TASK STATEMENT:
Identify each line below that contains the word "impl", and copy it out.

(Stored data)
★ ★ ★
//! The input resolver turns the three ways a request can supply an
//! image -- inline base64 data, an uploaded file, a remote URL -- into
//! one raw byte buffer for the classifier. The classifier never learns
//! where the bytes came from.

use crate::config;
use crate::error::{OcrError, Result};
use anyhow::Context;
use base64::{engine::general_purpose, Engine as _};
use std::collections::{HashMap, HashSet};
use std::time::Duration;
use tracing::debug;

/// Markers that introduce an inline data-URI payload
const DATA_URI_MARKERS: &[&str] = &["data:image/", "data:application/"];

/// One image input, already narrowed to a single variant
pub enum ImageSource {
    /// Base64 string, raw or carrying a data-URI prefix
    Inline { encoded: String },

    /// An uploaded file part
    Upload { name: String, bytes: Vec<u8> },

    /// A URL to fetch, with optional extra request headers and query
    /// params
    Remote {
        url: String,
        headers: Option<HashMap<String, String>>,
        params: Option<HashMap<String, String>>,
    },
}

impl std::fmt::Debug for ImageSource {
    fn fmt(&self, f: &mut std::fmt::Formatter<'_>) -> std::fmt::Result {
        match self {
            ImageSource::Inline { encoded } => {
                write!(f, "Inline {{ {} base64 chars }}", encoded.len())
            }
            ImageSource::Upload { name, bytes } => {
                write!(f, "Upload {{ name: {:?}, {} bytes }}", name, bytes.len())
            }
            ImageSource::Remote { url, .. } => write!(f, "Remote {{ url: {:?} }}", url),
        }
    }
}

/// The resolver's output: raw image bytes, plus the response cookies
/// when the image came from a remote fetch
#[derive(Debug)]
pub struct ResolvedImage {
    pub bytes: Vec<u8>,
    pub cookies: Option<String>,
}

/// Knobs that differ between deployments of this service
#[derive(Debug, Clone)]
pub struct ResolverConfig {
    /// Retry a failed inline decode after stripping a non-canonical
    /// `data:<mime>;base64,` prefix
    pub probe_base64_prefixes: bool,

    /// Bound on a single remote fetch
    pub fetch_timeout: Duration,

    /// Lowercased file extensions accepted for uploads
    pub allowed_extensions: HashSet<String>,
}

impl Default for ResolverConfig {
    fn default() -> Self {
        ResolverConfig {
            probe_base64_prefixes: false,
            fetch_timeout: config::FETCH_TIMEOUT,
            allowed_extensions: config::ALLOWED_EXTENSIONS
                .iter()
                .map(|e| e.to_string())
                .collect(),
        }
    }
}

/// Pick the populated input variant. `data` wins over `file`, `file`
/// over `url`; empty strings count as absent. The extra `headers` and
/// `params` only ride along with the remote variant.
pub fn select_source(
    data: Option<String>,
    file: Option<(String, Vec<u8>)>,
    url: Option<String>,
    headers: Option<HashMap<String, String>>,
    params: Option<HashMap<String, String>>,
) -> Option<ImageSource> {
    if let Some(encoded) = data.filter(|d| !d.is_empty()) {
        return Some(ImageSource::Inline { encoded });
    }
    if let Some((name, bytes)) = file {
        return Some(ImageSource::Upload { name, bytes });
    }
    if let Some(url) = url.filter(|u| !u.is_empty()) {
        return Some(ImageSource::Remote {
            url,
            headers,
            params,
        });
    }
    None
}

/// Converts an [`ImageSource`] into a [`ResolvedImage`]. Only the
/// remote variant touches the network; nothing is retried.
pub struct Resolver {
    config: ResolverConfig,
    http: reqwest::Client,
}

impl Resolver {
    pub fn new(config: ResolverConfig) -> anyhow::Result<Self> {
        let http = reqwest::Client::builder()
            .timeout(config.fetch_timeout)
            .build()
            .context("failed to build http client")?;
        Ok(Resolver { config, http })
    }

    pub async fn resolve(&self, source: ImageSource) -> Result<ResolvedImage> {
        debug!("resolving image source {source:?}");
        match source {
            ImageSource::Inline { encoded } => {
                let bytes = self.decode_inline(&encoded)?;
                if bytes.is_empty() {
                    return Err(OcrError::InvalidEncoding("decoded image is empty".into()));
                }
                Ok(ResolvedImage {
                    bytes,
                    cookies: None,
                })
            }
            ImageSource::Upload { name, bytes } => {
                if !self.allowed_file(&name) {
                    return Err(OcrError::UnsupportedFormat(name));
                }
                Ok(ResolvedImage {
                    bytes,
                    cookies: None,
                })
            }
            ImageSource::Remote {
                url,
                headers,
                params,
            } => self.fetch_remote(&url, headers, params).await,
        }
    }

    /// Decode an inline base64 payload. A recognized data-URI prefix is
    /// split off at the first comma; otherwise the whole string is the
    /// payload.
    fn decode_inline(&self, encoded: &str) -> Result<Vec<u8>> {
        if DATA_URI_MARKERS.iter().any(|m| encoded.starts_with(m)) {
            let payload = encoded
                .split_once(',')
                .map(|(_, payload)| payload)
                .ok_or_else(|| {
                    OcrError::InvalidEncoding("data URI has no payload after its media type".into())
                })?;
            return general_purpose::STANDARD
                .decode(payload)
                .map_err(|err| OcrError::InvalidEncoding(err.to_string()));
        }

        match general_purpose::STANDARD.decode(encoded) {
            Ok(bytes) => Ok(bytes),
            Err(err) => {
                // Optional leniency: the payload may carry a prefix the
                // markers above don't recognize. One retry past the
                // first comma, no further guessing.
                if self.config.probe_base64_prefixes {
                    if let Some((_, payload)) = encoded.split_once(',') {
                        if let Ok(bytes) = general_purpose::STANDARD.decode(payload) {
                            return Ok(bytes);
                        }
                    }
                }
                Err(OcrError::InvalidEncoding(err.to_string()))
            }
        }
    }

    /// Extension-based acceptance check for uploads. The content itself
    /// is not sniffed.
    fn allowed_file(&self, name: &str) -> bool {
        name.rsplit_once('.')
            .map(|(_, ext)| self.config.allowed_extensions.contains(&ext.to_lowercase()))
            .unwrap_or(false)
    }

    /// GET the image with the caller's headers and query params merged
    /// in, and render any response cookies as `k1=v1; k2=v2`.
    async fn fetch_remote(
        &self,
        url: &str,
        headers: Option<HashMap<String, String>>,
        params: Option<HashMap<String, String>>,
    ) -> Result<ResolvedImage> {
        let mut request = self.http.get(url);
        if let Some(params) = &params {
            request = request.query(params);
        }
        if let Some(headers) = &headers {
            for (name, value) in headers {
                request = request.header(name.as_str(), value.as_str());
            }
        }

        let response = request
            .send()
            .await
            .map_err(|err| OcrError::FetchFailed(fetch_cause(&err)))?;
        let status = response.status();
        if !status.is_success() {
            return Err(OcrError::FetchFailed(format!("HTTP {status}")));
        }

        let cookies = response
            .cookies()
            .map(|c| format!("{}={}", c.name(), c.value()))
            .collect::<Vec<_>>()
            .join("; ");
        let bytes = response
            .bytes()
            .await
            .map_err(|err| OcrError::FetchFailed(fetch_cause(&err)))?
            .to_vec();
        if bytes.is_empty() {
            return Err(OcrError::FetchFailed("response body was empty".into()));
        }

        debug!("fetched {} bytes from {url}", bytes.len());
        Ok(ResolvedImage {
            bytes,
            cookies: (!cookies.is_empty()).then_some(cookies),
        })
    }
}

fn fetch_cause(err: &reqwest::Error) -> String {
    if err.is_timeout() {
        "request timed out".to_string()
    } else if err.is_connect() {
        "connection failed".to_string()
    } else {
        err.to_string()
    }
}
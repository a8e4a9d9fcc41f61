//! The error type shared by the resolver, the classifier and the web
//! layer. Every variant maps to a distinct envelope code; none of them
//! are fatal to the process.

use thiserror::Error;

pub type Result<T> = std::result::Result<T, OcrError>;

/// Everything that can go wrong while turning a request into
/// recognized text.
#[derive(Debug, Error)]
pub enum OcrError {
    /// None of `data`, `file` or `url` was populated
    #[error("no image input provided")]
    NoInput,

    /// Inline image data was not valid base64
    #[error("invalid base64 image data: {0}")]
    InvalidEncoding(String),

    /// Uploaded file name has a missing or disallowed extension
    #[error("unsupported file format: {0:?}")]
    UnsupportedFormat(String),

    /// Remote image could not be fetched
    #[error("failed to fetch image from url: {0}")]
    FetchFailed(String),

    /// The packed `headers`/`params` form field could not be parsed
    #[error("malformed key-value field: {0}")]
    MalformedKeyValue(String),

    /// The classifier produced no text for otherwise-valid bytes
    #[error("recognition produced no text")]
    RecognitionFailed,

    /// Anything unexpected; surfaced as a generic internal error
    #[error(transparent)]
    Internal(#[from] anyhow::Error),
}

impl OcrError {
    /// The `code` reported in the response envelope. Success is 200;
    /// the negative codes follow the upstream numbering for request
    /// shapes the caller got wrong.
    pub fn code(&self) -> i32 {
        match self {
            OcrError::NoInput => -200,
            OcrError::MalformedKeyValue(_) => -201,
            OcrError::UnsupportedFormat(_) => -202,
            OcrError::FetchFailed(_) => -203,
            OcrError::InvalidEncoding(_) => 400,
            OcrError::RecognitionFailed => 404,
            OcrError::Internal(_) => 500,
        }
    }
}

#[cfg(test)]
mod tests {
    use super::*;

    #[test]
    fn codes_are_distinct() {
        let errs = [
            OcrError::NoInput,
            OcrError::MalformedKeyValue("x".into()),
            OcrError::UnsupportedFormat("x".into()),
            OcrError::FetchFailed("x".into()),
            OcrError::InvalidEncoding("x".into()),
            OcrError::RecognitionFailed,
            OcrError::Internal(anyhow::anyhow!("x")),
        ];
        let mut codes: Vec<i32> = errs.iter().map(|e| e.code()).collect();
        codes.sort();
        codes.dedup();
        assert_eq!(codes.len(), errs.len());
    }
}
★ ★ ★
RESPONSE BOX:
impl std::fmt::Debug for ImageSource {
impl Default for ResolverConfig {
impl Resolver {
impl OcrError {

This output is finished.